▶ **Exercise aim**
Pull out every line below that contains the word "assert".

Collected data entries
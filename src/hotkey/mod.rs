//! Global hotkey detection: dual backends selected per shortcut (spec.md §4.3/§4.4).
//!
//! An event-tap backend (`macos`/`evdev`) sees every keyboard event system-wide and is
//! required for modifiers-only shortcuts and the Fn key; it needs Accessibility
//! (macOS) or `input`-group (Linux) permission. A native-registration backend
//! (`native`, via the `global-hotkey` crate) asks the OS to own the shortcut and needs
//! no extra permission, but cannot represent a bare modifier chord. `Shortcut::
//! requires_event_tap` is the single place that decides which one a given shortcut
//! needs.

#[cfg(target_os = "macos")]
pub mod macos;

#[cfg(target_os = "linux")]
pub mod evdev;

pub mod native;

use crate::error::HotkeyError;
use crate::shortcut::{requires_event_tap, Shortcut};
use async_trait::async_trait;
use tokio::sync::mpsc;

/// Events emitted by a hotkey backend.
#[derive(Debug, Clone, Copy, PartialEq, Eq)]
pub enum HotkeyEvent {
    Pressed,
    Released,
    /// A modifiers-only shortcut's hold was interrupted by an unrelated key press
    /// before release — the backend treats this as "not a deliberate activation"
    /// rather than emitting `Released`.
    ModifierOnlyCanceled,
}

#[async_trait]
pub trait HotkeyListener: Send + Sync {
    async fn start(&mut self) -> Result<mpsc::Receiver<HotkeyEvent>, HotkeyError>;
    async fn stop(&mut self) -> Result<(), HotkeyError>;
}

/// Owns the active backend for a configured shortcut and mediates backend swaps.
pub struct HotkeyEngine {
    shortcut: Shortcut,
    listener: Option<Box<dyn HotkeyListener>>,
    registered: bool,
}

impl HotkeyEngine {
    pub fn new(shortcut: Shortcut) -> Self {
        Self {
            shortcut,
            listener: None,
            registered: false,
        }
    }

    pub fn is_registered(&self) -> bool {
        self.registered
    }

    pub fn shortcut(&self) -> Shortcut {
        self.shortcut
    }

    fn build_listener(&self) -> Result<Box<dyn HotkeyListener>, HotkeyError> {
        if requires_event_tap(&self.shortcut) {
            event_tap_listener(self.shortcut)
        } else {
            Ok(Box::new(native::NativeListener::new(self.shortcut)?))
        }
    }

    /// Registers the configured shortcut, starting whichever backend it requires.
    /// Always unregisters any previously active backend first — there is no
    /// in-place handoff between backends (DESIGN.md Open Question decision).
    pub async fn register(&mut self) -> Result<mpsc::Receiver<HotkeyEvent>, HotkeyError> {
        if self.registered {
            return Err(HotkeyError::AlreadyBound);
        }
        let mut listener = self.build_listener()?;
        let rx = listener.start().await?;
        self.listener = Some(listener);
        self.registered = true;
        Ok(rx)
    }

    /// Swaps to a new shortcut, unregistering the current backend first.
    pub async fn rebind(&mut self, shortcut: Shortcut) -> Result<mpsc::Receiver<HotkeyEvent>, HotkeyError> {
        self.suspend().await?;
        self.shortcut = shortcut;
        self.register().await
    }

    pub async fn suspend(&mut self) -> Result<(), HotkeyError> {
        if let Some(mut listener) = self.listener.take() {
            listener.stop().await?;
        }
        self.registered = false;
        Ok(())
    }

    pub async fn resume(&mut self) -> Result<mpsc::Receiver<HotkeyEvent>, HotkeyError> {
        self.register().await
    }
}

#[cfg(target_os = "macos")]
fn event_tap_listener(shortcut: Shortcut) -> Result<Box<dyn HotkeyListener>, HotkeyError> {
    Ok(Box::new(macos::MacEventTapListener::new(shortcut)?))
}

#[cfg(target_os = "linux")]
fn event_tap_listener(shortcut: Shortcut) -> Result<Box<dyn HotkeyListener>, HotkeyError> {
    Ok(Box::new(evdev::EvdevListener::new(shortcut)?))
}

#[cfg(not(any(target_os = "macos", target_os = "linux")))]
fn event_tap_listener(_shortcut: Shortcut) -> Result<Box<dyn HotkeyListener>, HotkeyError> {
    Err(HotkeyError::BackendUnavailable(
        "no event-tap backend for this platform".into(),
    ))
}

#[cfg(test)]
mod tests {
    use super::*;
    use crate::shortcut::{MODIFIERS_ONLY, MOD_CONTROL, MOD_SHIFT, MOD_SUPER};

    #[test]
    fn modifiers_only_shortcut_requires_event_tap_listener_path() {
        let engine = HotkeyEngine::new(Shortcut::new(MODIFIERS_ONLY, MOD_SUPER));
        assert!(requires_event_tap(&engine.shortcut()));
    }

    #[test]
    fn chord_shortcut_prefers_native_listener_path() {
        let engine = HotkeyEngine::new(Shortcut::new(b' ' as i32, MOD_CONTROL | MOD_SHIFT));
        assert!(!requires_event_tap(&engine.shortcut()));
    }

    #[test]
    fn new_engine_starts_unregistered() {
        let engine = HotkeyEngine::new(Shortcut::default());
        assert!(!engine.is_registered());
    }
}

▶ **Expected answer**
        assert!(requires_event_tap(&engine.shortcut()));
        assert!(!requires_event_tap(&engine.shortcut()));
        assert!(!engine.is_registered());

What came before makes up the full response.